Investors are also wondering whether the regulatory standing of Ethereum may change after the merge
Multiple catalysts contributed to Ether’s declines in the said period. First, ETH’s price fell against the dollar and appeared in sync with similar declines elsewhere in the crypto market, driven by Federal Reserve’s 75 basis points (bps) rate hike. Second, Ethereum faced a lot of flak for becoming too centralized post-Merge. Only five entities have produced 60% of the blocks so far. The biggest share belongs to Lido DAO, an Ethereum staking service, that has 4.19 million ETH deposited, or over 30% of the total amount staked into Ethereum’s official PoS smart contract.

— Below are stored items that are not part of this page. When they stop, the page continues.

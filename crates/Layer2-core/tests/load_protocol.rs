//! Load / unload protocol scenarios

mod common;

use common::{config, contains, count, failing_recorder, journal, manager, position, recorder};
use hive_core::plugin::{ExtensionHook, FnExtension};
use hive_core::{Dependency, LoadType, PluginManager, PluginRef};
use hive_foundation::{Error, Platform};
use std::sync::atomic::{AtomicUsize, Ordering};
use std::sync::Arc;

#[test]
fn test_end_to_end_dependency_and_allowed() {
    let j = journal();
    let m = manager(
        vec![
            recorder("p1", &j).with_capability("foo"),
            recorder("p2", &j)
                .with_capability("bar")
                .with_capability_allowed("foo")
                .with_dependency(Dependency::plugin("p1")),
        ],
        config(),
    );

    assert!(m.load_plugin("p2", LoadType::Full).unwrap());

    let p1 = m.plugin("p1").unwrap();
    let p2 = m.plugin("p2").unwrap();
    assert!(p1.is_loaded());
    assert!(p2.is_loaded());

    let dependencies = p2.dependencies_loaded();
    assert_eq!(dependencies.len(), 1);
    assert!(Arc::ptr_eq(&dependencies[0], &p1));

    let allowed = p2.allowed_plugins("foo");
    assert!(allowed.iter().any(|p| Arc::ptr_eq(p, &p1)));
    assert!(m
        .allowed_plugins("p1")
        .iter()
        .any(|(requester, capability)| Arc::ptr_eq(requester, &p2) && capability == "foo"));
    assert!(m
        .dependent_plugins("p1")
        .iter()
        .any(|p| Arc::ptr_eq(p, &p2)));

    // 의존성 → 자기 EndLoad 순서
    assert!(position(&j, "p1:end_load") < position(&j, "p2:dependency:p1"));
    assert!(position(&j, "p2:dependency:p1") < position(&j, "p2:end_load"));
}

#[test]
fn test_load_is_idempotent() {
    let j = journal();
    let m = manager(
        vec![
            recorder("a", &j)
                .with_dependency(Dependency::plugin("b"))
                .with_capability_allowed("cap"),
            recorder("b", &j),
            recorder("p", &j).with_capability("cap"),
        ],
        config(),
    );

    assert!(m.load_plugin("a", LoadType::Full).unwrap());
    assert!(m.load_plugin("a", LoadType::Full).unwrap());

    assert_eq!(count(&j, "a:load"), 1);
    assert_eq!(count(&j, "a:dependency:b"), 1);
    assert_eq!(count(&j, "a:allowed:cap=p"), 1);
    assert_eq!(count(&j, "b:load"), 1);
}

#[test]
fn test_lazy_then_full_promotion() {
    let j = journal();
    let m = manager(
        vec![
            recorder("a", &j)
                .with_capability("svc")
                .with_dependency(Dependency::plugin("b"))
                .lazy(),
            recorder("b", &j),
        ],
        config(),
    );

    assert!(m.lazy_load_plugin("a").unwrap());
    let a = m.plugin("a").unwrap();
    assert!(a.is_lazy_loaded());
    assert!(!a.is_loaded());
    assert!(a.is_loaded_or_lazy_loaded());
    assert!(!contains(&j, "a:dependency:b"));
    assert!(!m.plugin("b").unwrap().is_loaded());
    assert!(m.loaded_plugins_by_capability("svc").is_empty());

    // 이미 지연 로드됨
    assert!(m.lazy_load_plugin("a").unwrap());
    assert_eq!(count(&j, "a:lazy_load"), 1);

    assert!(m.load_plugin("a", LoadType::Full).unwrap());
    assert!(a.is_loaded());
    assert!(!a.is_lazy_loaded());
    assert_eq!(count(&j, "a:load"), 1);
    assert_eq!(count(&j, "a:dependency:b"), 1);
    assert!(m.plugin("b").unwrap().is_loaded());
    assert_eq!(m.loaded_plugins_by_capability("svc").len(), 1);
}

#[test]
fn test_cascade_unload() {
    let j = journal();
    let m = manager(
        vec![
            recorder("a", &j),
            recorder("b", &j).with_dependency(Dependency::plugin("a")),
        ],
        config(),
    );

    assert!(m.load_plugin("b", LoadType::Full).unwrap());
    assert!(m.unload_plugin("a", LoadType::Full).unwrap());

    let a = m.plugin("a").unwrap();
    let b = m.plugin("b").unwrap();
    assert!(!a.is_loaded());
    assert!(!b.is_loaded());
    assert!(position(&j, "b:unload") < position(&j, "a:unload"));
    assert!(position(&j, "a:unload") < position(&j, "a:end_unload"));
    assert!(m.dependent_plugins("a").is_empty());

    // B는 자동으로 다시 로드되지 않음
    assert!(m.load_plugin("a", LoadType::Full).unwrap());
    assert!(a.is_loaded());
    assert!(!b.is_loaded());
    assert_eq!(count(&j, "b:load"), 1);
}

#[test]
fn test_unload_notifies_requesters() {
    let j = journal();
    let m = manager(
        vec![
            recorder("r", &j).with_capability_allowed("cap"),
            recorder("p", &j).with_capability("cap.sub"),
        ],
        config(),
    );

    assert!(m.load_plugin("r", LoadType::Full).unwrap());
    assert!(contains(&j, "r:allowed:cap=p"));

    assert!(m.unload_plugin("p", LoadType::Full).unwrap());
    assert!(contains(&j, "r:unallowed:cap=p"));
    assert!(m.plugin("r").unwrap().allowed_plugins("cap").is_empty());
    assert!(m.plugin("r").unwrap().is_loaded());
}

#[test]
fn test_provider_loaded_later_is_injected() {
    let j = journal();
    let m = manager(
        vec![
            recorder("r", &j).with_capability_allowed("cap"),
            recorder("p", &j).with_capability("cap"),
        ],
        config(),
    );

    // 다시 로드된 제공자는 이미 로드된 요청자에 재주입됨
    assert!(m.load_plugin("r", LoadType::Full).unwrap());
    assert!(m.unload_plugin("p", LoadType::Full).unwrap());
    assert!(m.load_plugin("p", LoadType::Full).unwrap());

    assert_eq!(count(&j, "r:allowed:cap=p"), 2);
    assert_eq!(m.plugin("r").unwrap().allowed_plugins("cap").len(), 1);
}

#[test]
fn test_unload_of_unknown_plugin() {
    let m = manager(Vec::new(), config());
    assert!(matches!(
        m.unload_plugin("ghost", LoadType::Full),
        Err(Error::PluginNotFound(_))
    ));
    assert!(matches!(
        m.load_plugin("ghost", LoadType::Full),
        Err(Error::PluginClassNotAvailable { .. })
    ));
}

#[test]
fn test_unload_not_loaded_is_noop() {
    let j = journal();
    let m = manager(vec![recorder("a", &j)], config());

    assert!(m.unload_plugin("a", LoadType::Full).unwrap());
    assert!(!contains(&j, "a:unload"));
}

// ============================================================================
// 거부 / 에러
// ============================================================================

#[test]
fn test_missing_mandatory_dependency_vetoes() {
    let j = journal();
    let m = manager(
        vec![
            recorder("a", &j).with_dependency(Dependency::plugin("ghost")),
            recorder("b", &j).with_dependency(Dependency::plugin("ghost").optional()),
        ],
        config(),
    );

    assert!(!m.load_plugin("a", LoadType::Full).unwrap());
    let a = m.plugin("a").unwrap();
    assert!(!a.is_loaded());
    assert!(!a.is_error_state());
    assert!(!contains(&j, "a:load"));

    assert!(m.load_plugin("b", LoadType::Full).unwrap());
}

#[test]
fn test_platform_veto() {
    let j = journal();
    let m = manager(
        vec![
            recorder("win", &j).with_platform(Platform::Windows),
            recorder("any", &j),
        ],
        config().platform("linux"),
    );

    assert_eq!(m.platform(), Platform::Linux);
    assert!(!m.load_plugin("win", LoadType::Full).unwrap());
    assert!(!contains(&j, "win:load"));
    assert!(m.load_plugin("any", LoadType::Full).unwrap());
}

#[test]
fn test_extension_veto_and_loaded_hook() {
    let j = journal();
    let m = manager(vec![recorder("a", &j), recorder("b", &j)], config());

    m.register_extension(Arc::new(FnExtension::new(
        "deny-b",
        ExtensionHook::TestPluginLoad,
        |_: &PluginManager, plugin: Option<&PluginRef>| plugin.map_or(true, |p| p.id() != "b"),
    )));

    let loaded = Arc::new(AtomicUsize::new(0));
    let counter = Arc::clone(&loaded);
    m.register_extension(Arc::new(FnExtension::new(
        "count-loaded",
        ExtensionHook::PluginLoaded,
        move |_: &PluginManager, _: Option<&PluginRef>| {
            counter.fetch_add(1, Ordering::SeqCst);
            true
        },
    )));

    assert!(m.load_plugin("a", LoadType::Full).unwrap());
    assert!(!m.load_plugin("b", LoadType::Full).unwrap());
    assert!(!contains(&j, "b:load"));
    assert_eq!(loaded.load(Ordering::SeqCst), 1);
}

#[test]
fn test_error_isolation() {
    let j = journal();
    let m = manager(
        vec![failing_recorder("bad", &j, "load"), recorder("good", &j)],
        config().stop_on_cycle_error(false),
    );

    assert!(!m.load_plugin("bad", LoadType::Full).unwrap());
    let bad = m.plugin("bad").unwrap();
    assert!(bad.is_error_state());
    assert!(!bad.is_loaded());
    assert!(matches!(
        bad.exception().as_deref(),
        Some(Error::Lifecycle { .. })
    ));

    assert!(m.load_plugin("good", LoadType::Full).unwrap());
    assert!(m.plugin("good").unwrap().is_loaded());
}

#[test]
fn test_stop_on_cycle_error_propagates() {
    let j = journal();
    let m = manager(vec![failing_recorder("bad", &j, "end_load")], config());

    assert!(m.load_plugin("bad", LoadType::Full).is_err());
    let bad = m.plugin("bad").unwrap();
    assert!(bad.is_error_state());
    assert!(!bad.is_loaded());
}

#[test]
fn test_failed_dependency_fails_dependent() {
    let j = journal();
    let m = manager(
        vec![
            recorder("a", &j).with_dependency(Dependency::plugin("b")),
            failing_recorder("b", &j, "load"),
        ],
        config().stop_on_cycle_error(false),
    );

    assert!(!m.load_plugin("a", LoadType::Full).unwrap());
    assert!(m.plugin("a").unwrap().is_error_state());
    assert!(m.plugin("b").unwrap().is_error_state());
    assert!(!contains(&j, "a:end_load"));
}

#[test]
fn test_failure_after_load_runs_unload_hooks() {
    let j = journal();
    let m = manager(
        vec![
            recorder("a", &j).with_dependency(Dependency::plugin("b")),
            failing_recorder("b", &j, "load"),
            failing_recorder("c", &j, "end_load"),
        ],
        config().stop_on_cycle_error(false),
    );

    assert!(!m.load_plugin("a", LoadType::Full).unwrap());
    assert!(position(&j, "a:load") < position(&j, "a:unload"));
    assert!(position(&j, "a:unload") < position(&j, "a:end_unload"));
    // Load 훅이 실패한 플러그인은 언로드 훅을 받지 않음
    assert!(!contains(&j, "b:unload"));

    assert!(!m.load_plugin("c", LoadType::Full).unwrap());
    assert_eq!(count(&j, "c:unload"), 1);
    assert_eq!(count(&j, "c:end_unload"), 1);
    let c = m.plugin("c").unwrap();
    assert!(c.is_error_state());
    assert!(m.loaded_plugins().is_empty());
}

#[test]
fn test_failed_load_can_be_retried() {
    let j = journal();
    let m = manager(
        vec![failing_recorder("bad", &j, "end_load")],
        config().stop_on_cycle_error(false),
    );

    assert!(!m.load_plugin("bad", LoadType::Full).unwrap());
    assert!(!m.load_plugin("bad", LoadType::Full).unwrap());
    assert_eq!(count(&j, "bad:load"), 2);
}

// ============================================================================
// Reload
// ============================================================================

#[test]
fn test_reload_creates_fresh_instance() {
    let j = journal();
    let m = manager(
        vec![
            recorder("a", &j),
            recorder("b", &j).with_dependency(Dependency::plugin("a")),
        ],
        config(),
    );

    assert!(m.load_plugin("b", LoadType::Full).unwrap());
    let before = m.plugin("a").unwrap();

    assert!(m.reload_plugin("a").unwrap());
    let after = m.plugin("a").unwrap();

    assert!(!Arc::ptr_eq(&before, &after));
    assert!(after.is_loaded());
    assert_eq!(count(&j, "a:load"), 2);
    assert_eq!(count(&j, "a:unload"), 1);
    // 종속 플러그인은 연쇄 언로드만 됨
    assert!(!m.plugin("b").unwrap().is_loaded());
}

Investors are also wondering whether the regulatory standing of ether may change after the merge. On September 17, Gary Gensler, the chairperson of the US Securities and Exchange Commission (SEC), warned that the ETH upgrade could lead to the crypto asset being regulated as a security, as reported by the Wall Street Journal. Gensler said at a congressional hearing, “From the coin’s perspective…that’s another indication that under the Howey test, the investing public is anticipating profits based on the efforts of others”. He added that a crypto exchange offering staking services to customers make the operation “look very similar — with some changes of labeling — to lending.”
Gensler, whose comments were reported by several news outlets, did not name either specifically. The proof-of-stake model involves investors “staking” or locking up their ether and earning returns for doing so.

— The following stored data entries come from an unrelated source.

//! Tracked Thread - 제한 시간 join이 가능한 OS 스레드
//!
//! 표준 `JoinHandle`은 시간 제한 join을 지원하지 않으므로, 스레드 종료 시
//! 래치를 열어 대기 측이 `wait_timeout`으로 종료를 확인합니다.
//! 제한 시간 안에 끝나지 않은 스레드는 분리(detach)됩니다.

use super::Latch;
use std::io;
use std::sync::Arc;
use std::thread::{self, JoinHandle};
use std::time::Duration;
use tracing::warn;

/// 스레드 종료 시 (패닉 포함) 래치를 여는 가드
struct OpenOnDrop(Arc<Latch>);

impl Drop for OpenOnDrop {
    fn drop(&mut self) {
        self.0.open();
    }
}

#[derive(Debug)]
pub struct TrackedThread {
    name: String,
    handle: Option<JoinHandle<()>>,
    finished: Arc<Latch>,
}

impl TrackedThread {
    /// 이름 있는 스레드 생성
    pub fn spawn<F>(name: impl Into<String>, f: F) -> io::Result<Self>
    where
        F: FnOnce() + Send + 'static,
    {
        let name = name.into();
        let finished = Arc::new(Latch::new());
        let guard = OpenOnDrop(Arc::clone(&finished));

        let handle = thread::Builder::new().name(name.clone()).spawn(move || {
            let _guard = guard;
            f();
        })?;

        Ok(Self {
            name,
            handle: Some(handle),
            finished,
        })
    }

    pub fn name(&self) -> &str {
        &self.name
    }

    pub fn is_finished(&self) -> bool {
        self.finished.is_open()
    }

    /// 최대 `timeout` 동안 종료를 기다린 뒤 join
    ///
    /// 제한 시간 내 종료되지 않으면 false를 반환하고 스레드는 분리됩니다.
    pub fn join_timeout(mut self, timeout: Duration) -> bool {
        if !self.finished.wait_timeout(timeout) {
            warn!(thread = %self.name, "Thread did not finish within {:?}, detaching", timeout);
            return false;
        }

        if let Some(handle) = self.handle.take() {
            if handle.join().is_err() {
                warn!(thread = %self.name, "Thread terminated with a panic");
            }
        }

        true
    }
}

“For Ethereum, there is another concern: PoS (proof-of-stake) crypto may fall under SEC’s scrutiny,” said Yuya Hasegawa, crypto market analyst at Japanese crypto exchange Bitbank.

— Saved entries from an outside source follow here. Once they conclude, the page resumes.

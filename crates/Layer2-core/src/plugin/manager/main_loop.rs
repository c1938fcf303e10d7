//! Main loop - 스레드 간 명령 큐
//!
//! 다른 스레드(시그널 핸들러, 플러그인 스레드)는 [`PluginManager::add_event`]로
//! 명령을 넣고, `main_loop`를 돌리는 스레드가 순서대로 실행합니다.

use super::PluginManager;
use hive_foundation::panic_message;
use std::panic::{self, AssertUnwindSafe};
use tracing::{debug, error, info, trace, warn};

/// 매니저 루프 명령
pub enum ManagerCommand {
    /// 루프 스레드에서 실행할 작업
    Execute(Box<dyn FnOnce(&PluginManager) + Send>),

    /// 플러그인 스레드를 join하고 루프 종료
    Exit,
}

impl ManagerCommand {
    pub fn execute<F>(f: F) -> Self
    where
        F: FnOnce(&PluginManager) + Send + 'static,
    {
        Self::Execute(Box::new(f))
    }
}

impl std::fmt::Debug for ManagerCommand {
    fn fmt(&self, f: &mut std::fmt::Formatter<'_>) -> std::fmt::Result {
        match self {
            Self::Execute(_) => f.write_str("Execute(..)"),
            Self::Exit => f.write_str("Exit"),
        }
    }
}

impl PluginManager {
    /// 명령 추가 (유일한 생산자 API)
    pub fn add_event(&self, command: ManagerCommand) {
        debug!(?command, "Manager command queued");
        self.commands.lock().push_back(command);
        self.commands_condvar.notify_one();
    }

    /// Exit 명령까지 명령 처리
    ///
    /// 대기는 `loop_wake_interval`마다 깨어납니다.
    pub fn main_loop(&self) {
        info!("Manager main loop started");
        let interval = self.config.loop_wake_interval();

        loop {
            let command = {
                let mut commands = self.commands.lock();
                if commands.is_empty() {
                    self.commands_condvar.wait_for(&mut commands, interval);
                }
                commands.pop_front()
            };

            match command {
                None => trace!("Main loop wake"),
                Some(ManagerCommand::Execute(task)) => {
                    if let Err(payload) = panic::catch_unwind(AssertUnwindSafe(|| task(self))) {
                        error!("Manager command panicked: {}", panic_message(payload.as_ref()));
                    }
                }
                Some(ManagerCommand::Exit) => {
                    self.join_plugin_threads();
                    break;
                }
            }
        }

        info!("Manager main loop finished");
    }

    /// 모든 플러그인 스레드 종료 (제한 시간 join), 모두 종료되면 true
    pub fn join_plugin_threads(&self) -> bool {
        let threads: Vec<_> = self
            .state
            .lock()
            .plugin_threads
            .drain()
            .map(|(_, thread)| thread)
            .collect();

        let timeout = self.config.join_timeout();
        let mut all = true;
        for thread in threads {
            if !thread.join(timeout) {
                warn!(plugin = %thread.plugin_id(), "Plugin thread did not exit within {:?}", timeout);
                all = false;
            }
        }
        all
    }
}
//! Manager Extensions - 매니저 훅 지점 확장
//!
//! 확장은 등록 순서대로 실행됩니다. `TestPluginLoad` 확장은 `test`만
//! 호출되며 false를 반환하면 로드가 거부됩니다.

use super::instance::PluginRef;
use super::manager::PluginManager;

/// 확장 실행 지점
#[derive(Debug, Clone, Copy, PartialEq, Eq, Hash)]
pub enum ExtensionHook {
    /// 로드 전 (거부 가능)
    TestPluginLoad,
    PluginLoaded,
    PluginUnloaded,
    /// `load_system` 완료 (조건 검사 없이 실행)
    EndLoadSystem,
}

impl ExtensionHook {
    pub fn name(&self) -> &'static str {
        match self {
            Self::TestPluginLoad => "test_plugin_load",
            Self::PluginLoaded => "plugin_loaded",
            Self::PluginUnloaded => "plugin_unloaded",
            Self::EndLoadSystem => "end_load_system",
        }
    }
}

/// 매니저 확장
pub trait ManagerExtension: Send + Sync {
    fn name(&self) -> &str;

    fn hook(&self) -> ExtensionHook;

    /// 이 확장을 실행할지 (`TestPluginLoad`에서는 로드 허용 여부,
    /// `EndLoadSystem`에서는 호출되지 않음)
    fn test(&self, manager: &PluginManager, plugin: Option<&PluginRef>) -> bool {
        let _ = (manager, plugin);
        true
    }

    /// 확장 실행, false는 실패
    fn execute(&self, manager: &PluginManager, plugin: Option<&PluginRef>) -> bool;
}

/// 클로저 기반 확장
///
/// `TestPluginLoad`에서는 클로저가 `test`로, 그 외에는 `execute`로 쓰입니다.
pub struct FnExtension<F> {
    name: String,
    hook: ExtensionHook,
    execute: F,
}

impl<F> FnExtension<F>
where
    F: Fn(&PluginManager, Option<&PluginRef>) -> bool + Send + Sync,
{
    pub fn new(name: impl Into<String>, hook: ExtensionHook, execute: F) -> Self {
        Self {
            name: name.into(),
            hook,
            execute,
        }
    }
}

impl<F> ManagerExtension for FnExtension<F>
where
    F: Fn(&PluginManager, Option<&PluginRef>) -> bool + Send + Sync,
{
    fn name(&self) -> &str {
        &self.name
    }

    fn hook(&self) -> ExtensionHook {
        self.hook
    }

    fn test(&self, manager: &PluginManager, plugin: Option<&PluginRef>) -> bool {
        self.hook != ExtensionHook::TestPluginLoad || (self.execute)(manager, plugin)
    }

    fn execute(&self, manager: &PluginManager, plugin: Option<&PluginRef>) -> bool {
        (self.execute)(manager, plugin)
    }
}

On-chain data shows that funding rates for ETH are still negative. Funding rates represent payments between buyers and sellers of futures contracts. When rates are negative, sellers are likely driving the market, as they pay buyers (longs) a premium while remaining short. Funding rates can often be used to measure market sentiment.
Data from crypto futures markets shows that many investors appear to have closed out hedged positions in the hours after the Merge went through – a sign that they are wrapping up trades they had made during the previous month or past few weeks to bet on possible outcomes of the event – including the possibility of a revolt by crypto miners who want to keep working on a “proof-of-work” system similar to Bitcoin’s, which Ethereum used until early Thursday.
The market might experience some volatility as large players unwind their “Merge” positions. QCP Capital concluded: Longer-term the ETH POS should be bullish, but we are not expecting an immediate breakout move post-merge. We are anticipating a huge pressure on the ETH vols post-merge.
Investors who rode ETH’s rally going into the Merge may have sold their positions. “Large liquidations of leveraged long positions across derivatives markets exacerbated the drop in spot prices,” according to a report from crypto data firm Kaiko that attempted to explain why ETH has fallen so much after the Merge.
For starters, there’s no fixed indicator that can predict exactly how a cryptocurrency’s price will behave. Just like the stock market, crypto prices fluctuate based on investor sell-offs, macroeconomic factors, and several other elements. So, despite a positive attitude of the overall crypto market toward the Merge, there was no way to predict that Ethereum’s price would indeed increase or decrease.